What’s troubling in the article is your use of the word “faith”. First Amendment jurisprudence has long recognized world-views which dispense with religious faith as forms of “religion” deserving protection alongside orthodox religion. Language such as “politician x considers himself a man of faith” creates a divide and implicitly favor the man of faith, although our best Presidents probably had, in secret, a humanistic world view and little “faith”.
But such is the power of the TS Eliot/CS Lewis narrative as to make it fashionable, among people who can afford to be fashionable, to narrate their lives as being enhanced by a return to church or temple observance.
This is said to “ground” ordinary decency although Santorum’s Catholic church does not teach that “ordinary decency” flows from religious belief: instead, it acknowledges that prior to the Christian message, men have both the capability and duty to follow the natural law.
“Faith” becomes a monstrous combination of Blaise Pascal’s terroristic wager (that even if the Christian revelation is false, it’s too risky of eternal damnation not to have faith) and a reason for being a good person…an excuse, as it were.

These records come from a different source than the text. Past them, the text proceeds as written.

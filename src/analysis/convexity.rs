//! Convexity of a function of one or several variables

use serde_json::Value;

use super::{AnalysisResult, Fields, latex_all, names, sorted_variables};
use crate::ast::RelOp;
use crate::config::SolveLimits;
use crate::display::latex_matrix;
use crate::eval::{is_nonnegative, numeric_sign};
use crate::helpers::{gradient, hessian, leading_principal_minors};
use crate::parser::parse_with_limits;
use crate::simplification::simplify;
use crate::solve::{Budget, reduce_inequality};
use crate::{Expr, Symbol};

const TRUE_LATEX: &str = r"\text{True}";
const FALSE_LATEX: &str = r"\text{False}";

/// Reported alongside every multivariate verdict.
pub const IS_CONVEX_NOTE: &str =
    "All leading principal minors should be ≥ 0 for convexity (symbolically).";

/// Gradient, Hessian and leading principal minors in a fixed variable order.
#[derive(Debug, Clone, PartialEq)]
pub struct HessianReport {
    pub variables: Vec<Symbol>,
    pub gradient: Vec<Expr>,
    pub hessian: Vec<Vec<Expr>>,
    pub leading_principal_minors: Vec<Expr>,
    /// `Some(true)` when every minor is provably `≥ 0`, `Some(false)` when
    /// one is a negative number, `None` otherwise
    pub convex_verdict: Option<bool>,
}

impl HessianReport {
    pub fn compute(expr: &Expr, variables: Vec<Symbol>) -> Self {
        let gradient = gradient(expr, &variables);
        let hessian = hessian(expr, &variables);
        let leading_principal_minors = leading_principal_minors(&hessian);
        let convex_verdict = if leading_principal_minors.iter().all(is_nonnegative) {
            Some(true)
        } else if leading_principal_minors
            .iter()
            .any(|m| numeric_sign(m) == Some(-1))
        {
            Some(false)
        } else {
            None
        };
        HessianReport {
            variables,
            gradient,
            hessian,
            leading_principal_minors,
            convex_verdict,
        }
    }

    pub(crate) fn write_fields(&self, fields: &mut Fields) {
        fields.insert("variables".into(), names(&self.variables).into());
        fields.insert("gradient".into(), latex_all(&self.gradient).into());
        fields.insert("hessian".into(), latex_matrix(&self.hessian).into());
        fields.insert(
            "leading_principal_minors".into(),
            latex_all(&self.leading_principal_minors).into(),
        );
    }
}

fn truth_latex(holds: bool) -> String {
    if holds { TRUE_LATEX } else { FALSE_LATEX }.to_string()
}

/// `f'' ≥ 0` as a truth value when it is decidable, the relation otherwise.
fn convexity_condition(f2: &Expr) -> String {
    if f2.free_symbols().is_empty()
        && let Some(sign) = numeric_sign(f2)
    {
        return truth_latex(sign >= 0);
    }
    if is_nonnegative(f2) {
        return truth_latex(true);
    }
    Expr::relation(RelOp::Ge, f2.clone(), Expr::zero()).to_latex()
}

/// Second-derivative convexity test in the alphabetically first variable.
///
/// # Example
/// ```
/// use symb_solve::analysis::solve_convexity;
/// use symb_solve::config::SolveLimits;
///
/// let out = solve_convexity("x**3", &SolveLimits::default());
/// assert_eq!(out.get_str("second_derivative"), Some("6 x"));
/// assert_eq!(out.get_str("convex_domain"), Some(r"0 \leq x \wedge x < \infty"));
/// ```
pub fn solve_convexity(expr_str: &str, limits: &SolveLimits) -> AnalysisResult {
    let expr = match parse_with_limits(expr_str, limits) {
        Ok(e) => e,
        Err(e) => return AnalysisResult::failed("Convexity parse error", e),
    };

    let mut fields = Fields::new();
    fields.insert("expression".into(), expr.to_latex().into());

    let Some(x) = sorted_variables(&expr).into_iter().next() else {
        fields.insert("variable".into(), Value::Null);
        fields.insert("first_derivative".into(), "0".into());
        fields.insert("second_derivative".into(), "0".into());
        fields.insert("is_convex".into(), TRUE_LATEX.into());
        fields.insert("convex_domain".into(), TRUE_LATEX.into());
        fields.insert("verdict".into(), "constant_function".into());
        return AnalysisResult::Ok(fields);
    };

    let f1 = simplify(&expr.diff(&x));
    let f2 = simplify(&f1.diff(&x));
    let mut budget = Budget::new(*limits);
    let domain = match reduce_inequality(&f2, RelOp::Ge, &x, &mut budget) {
        Ok(set) => Value::String(set.to_latex()),
        Err(e) => {
            tracing::debug!(error = %e, "convex domain not reduced");
            Value::Null
        }
    };

    fields.insert("variable".into(), x.name().into());
    fields.insert("first_derivative".into(), f1.to_latex().into());
    fields.insert("second_derivative".into(), f2.to_latex().into());
    fields.insert("is_convex".into(), convexity_condition(&f2).into());
    fields.insert("convex_domain".into(), domain);
    AnalysisResult::Ok(fields)
}

/// Hessian test over all free variables, sorted by name.
///
/// # Example
/// ```
/// use symb_solve::analysis::analyze_multivariable_convexity;
/// use symb_solve::config::SolveLimits;
///
/// let out = analyze_multivariable_convexity("x**2 + y**2", &SolveLimits::default());
/// assert_eq!(out.get("leading_principal_minors").unwrap(), &serde_json::json!(["2", "4"]));
/// assert_eq!(out.get("convex_verdict").unwrap(), &serde_json::json!(true));
/// ```
pub fn analyze_multivariable_convexity(expr_str: &str, limits: &SolveLimits) -> AnalysisResult {
    let expr = match parse_with_limits(expr_str, limits) {
        Ok(e) => e,
        Err(e) => return AnalysisResult::failed("Multivariable convexity parse error", e),
    };
    if let Err(e) = Budget::new(*limits).check_size(&expr) {
        return AnalysisResult::failed("Multivariable convexity error", e);
    }

    let report = HessianReport::compute(&expr, sorted_variables(&expr));
    let mut fields = Fields::new();
    fields.insert("expression".into(), expr.to_latex().into());
    report.write_fields(&mut fields);
    fields.insert("is_convex_note".into(), IS_CONVEX_NOTE.into());
    fields.insert(
        "convex_verdict".into(),
        report.convex_verdict.map_or(Value::Null, Value::Bool),
    );
    AnalysisResult::Ok(fields)
}

#[cfg(test)]
#[allow(clippy::unwrap_used, reason = "Standard test relaxations")]
mod tests {
    use super::*;
    use crate::{parse, sym};
    use serde_json::json;

    #[test]
    fn test_univariate_fields() {
        let out = solve_convexity("x**2", &SolveLimits::default());
        assert_eq!(out.get_str("first_derivative"), Some("2 x"));
        assert_eq!(out.get_str("second_derivative"), Some("2"));
        assert_eq!(out.get_str("is_convex"), Some(TRUE_LATEX));
        assert_eq!(out.get_str("convex_domain"), Some(TRUE_LATEX));
    }

    #[test]
    fn test_conditional_convexity() {
        let out = solve_convexity("x**3", &SolveLimits::default());
        assert_eq!(out.get_str("is_convex"), Some(r"6 x \geq 0"));
        let out = solve_convexity("-x**2", &SolveLimits::default());
        assert_eq!(out.get_str("is_convex"), Some(FALSE_LATEX));
        assert_eq!(out.get_str("convex_domain"), Some(FALSE_LATEX));
    }

    #[test]
    fn test_unreducible_domain_is_null() {
        let out = solve_convexity("sin(x)", &SolveLimits::default());
        assert_eq!(out.get("convex_domain"), Some(&Value::Null));
        assert!(out.is_ok());
    }

    #[test]
    fn test_constant_policy() {
        let out = solve_convexity("5", &SolveLimits::default());
        assert_eq!(out.get_str("verdict"), Some("constant_function"));
        assert_eq!(out.get_str("is_convex"), Some(TRUE_LATEX));
    }

    #[test]
    fn test_multivariate_scenario() {
        let out = analyze_multivariable_convexity("x**2 + y**2", &SolveLimits::default());
        assert_eq!(out.get("gradient"), Some(&json!(["2 x", "2 y"])));
        assert_eq!(
            out.get_str("hessian"),
            Some(r"\left[\begin{matrix}2 & 0\\0 & 2\end{matrix}\right]")
        );
        assert_eq!(out.get_str("is_convex_note"), Some(IS_CONVEX_NOTE));
    }

    #[test]
    fn test_report_verdicts() {
        let vars = vec![sym("x"), sym("y")];
        let saddle = HessianReport::compute(&parse("x**2 - y**2").unwrap(), vars.clone());
        assert_eq!(saddle.convex_verdict, Some(false));
        let unknown = HessianReport::compute(&parse("x**3 + y**2").unwrap(), vars);
        assert_eq!(unknown.convex_verdict, None);
    }

    #[test]
    fn test_parse_error_prefix() {
        let out = analyze_multivariable_convexity("x +* y", &SolveLimits::default());
        assert!(out
            .error_message()
            .unwrap()
            .starts_with("Multivariable convexity parse error: "));
    }
}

We need excuses for being bad. Another drink would be good for my weary bones, and a little bit of adultery would help my marriage, so reasons the scamp.
But it is a strange sort of person who needs an excuse for being good. Indeed, Chinese philosophy takes, not a sky-god, but Benevolence itself as logically prior to everything, an enabler of coherence of life and thus, ordinary decency. This belief in the natural law, the order of things, is why multiconfessional societies are possible.
Santorum, and other self-proclaimed men of faith who in such an unseemly way wear their hearts on their sleeves for daws to peck at, project their constituency’s fear that their own lack of a super-ego, corroded as post-modern super-egos are, being systematically replaced over time with advertising, will cause them to do as they wilt. To lose control.
Lack of “faith” is interpreted as somehow less than “faith”, and your newspaper enables this nonsense.